Je souhaite réexaminer le rôle du critique et, par extension, sa place et son utilité. Il s’agit de multiplier son sens, en tant que prise de parole publique et prise de position, non seu- lement par rapport à un objet artistique mais aussi par rapport au contexte qui a fait naître cet objet et, plus largement, dans lequel il s’inscrit. La critique a du sens en tant que trace pour cet art éphémère qu’est la danse. Dans cette perspective, la parole de l’artiste sur sa démarche est bien évidement importante, mais que des points de vue extérieurs puissent également élaborer un discours fait partie d’une mémoire, d’un archivage possible autour d’une réflexion plurielle sur la danse. Plus largement, ce n’est pas tant le critique d’art qui me paraît intéressant que son esprit critique. Un esprit qui en fait une personne engagée, tant dans la sphère artistique que dans la société. Engagée dans la lisibilité/traçabilité, selon ses propres points de vue, de la création qui lui est contemporaine. Et enga- gée, aussi, dans la défense d’une certaine façon de penser, de mettre en question le sens et l’essence des choses. C’est dans ce double engagement, je pense, que ce métier peut avoir encore un rôle aujourd’hui.

Les qualités du critique

Il existe deux grands canaux d’expression de la critique, qui n’ont pas les mêmes objectifs. La critique journalistique se développe dans un contexte médiatique, différemment de la critique académique qui, elle, s’élabore avant tout dans un contexte universitaire. À mon sens, le cadre universitaire requiert des qualités analytiques mais ne demande pas d’avoir un regard critique sur l’objet : le sujet n’est pas tant de parler d’une œuvre ou d’une écriture d’un point de vue critique que de la mettre en perspective par rapport au contexte (historique, artistique, sociologique, politique...) dans lequel elle s’inscrit. D’autre part, la rigueur scientifique fait disparaître le subjectif et l’émotionnel, contrairement à un regard critique journalistique où le sujet est avant tout une pièce ou un parcours d’artiste, et où cette mise en perspective contextuelle plus large n’est pas centrale. L’auteur n’a donc pas les mêmes ambitions, ne s’adresse pas aux mêmes personnes, et son analyse n’a pas la même fonction. Ces deux canaux d’expression requièrent donc, à mon sens, des qualités différentes.

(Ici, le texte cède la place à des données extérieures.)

//! Rental repository interface

use async_trait::async_trait;
use uuid::Uuid;

use super::model::Rental;
use crate::shared::errors::StoreResult;

#[async_trait]
pub trait RentalRepository: Send + Sync {
    async fn add(&self, rental: Rental) -> StoreResult<()>;

    async fn find_by_id(&self, id: Uuid) -> StoreResult<Option<Rental>>;

    /// At most one rental exists per reservation
    async fn find_by_reservation(&self, reservation_id: Uuid) -> StoreResult<Option<Rental>>;

    /// Rental of this car that has not been returned yet
    async fn find_active_by_car(&self, car_id: Uuid) -> StoreResult<Option<Rental>>;

    async fn update(&self, rental: Rental) -> StoreResult<()>;

    /// Drop a rental whose pickup could not be completed
    async fn remove(&self, id: Uuid) -> StoreResult<()>;
}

La première qualité d’un critique d’un point de vue journalistique (le point de vue que je connais concrètement) est celle de l’engagement : avoir la force de ses opinions, la force d’affirmer une parole purement subjective (quitte à ce qu’elle soit à contre-courant). Ceci demande également une forme d’humilité, car il n’est pas question ici d’apporter une Vérité.


A-t-il un/du pouvoir?

Pour ce qui est d’avoir « du » pouvoir (une certaine emprise sur les autres en somme), je n’irais pas jusque là. Je dirais plutôt que le produit d’un critique journalistique (sa chronique, son article...) est un outil qui peut avoir une influence ou une incidence sur le public, sur les programmateurs, voire sur les subventionneurs... Par contre, je suis convaincu que le critique a « un » pouvoir, autrement dit une capacité : celle de mettre des mots sur des objets et des démarches artistiques, celle d’articuler et d’exprimer sa pensée. Une telle capacité permet de mieux rencontrer l’Autre, de se faire comprendre, d’éveiller la curiosité, etc. En ce sens, le critique a à la fois une compétence de communication, de médiation et de traduction.

Ceci étant dit, dans le monde de l’information et de la concurrence dans lequel nous vivons, cette compétence peut être en soi un outil de pouvoir, d’emprise sur les autres. Mais comme tout pouvoir, il n’a de sens à mes yeux que s’il est partagé. Et le cas échéant ici, partagé avec les trois acteurs qui font le paysage chorégraphique : les artistes, les programmateurs et les publics. Partagé avec les artistes, pour renforcer leur capacité à parler de leur démarche, voire, par là même, pour renforcer leur travail de création et son rayonnement. Partagé avec les programmateurs, pour appuyer leurs actions de sensibilisation et de médiation, voire pour élargir/conforter leur choix de programmation. Partagé avec les publics aussi, pour déployer leur curiosité par rapport à la création contemporaine, aiguiser leur habilité à regarder, à critiquer, à s’approprier cette même création, voire pour développer l’esprit critique en tant que tel, outil « citoyen », s’il en est. C’est dans cette perspective de « partage » que je répondais à votre première question par une nécessité de réexaminer le rôle d’un critique aujourd’hui : le percevoir davantage comme un des traits d’union possibles entre les différents acteurs du paysage chorégraphique, et non uniquement comme observateur extérieur, qui jauge et juge (image vaine de la figure critique).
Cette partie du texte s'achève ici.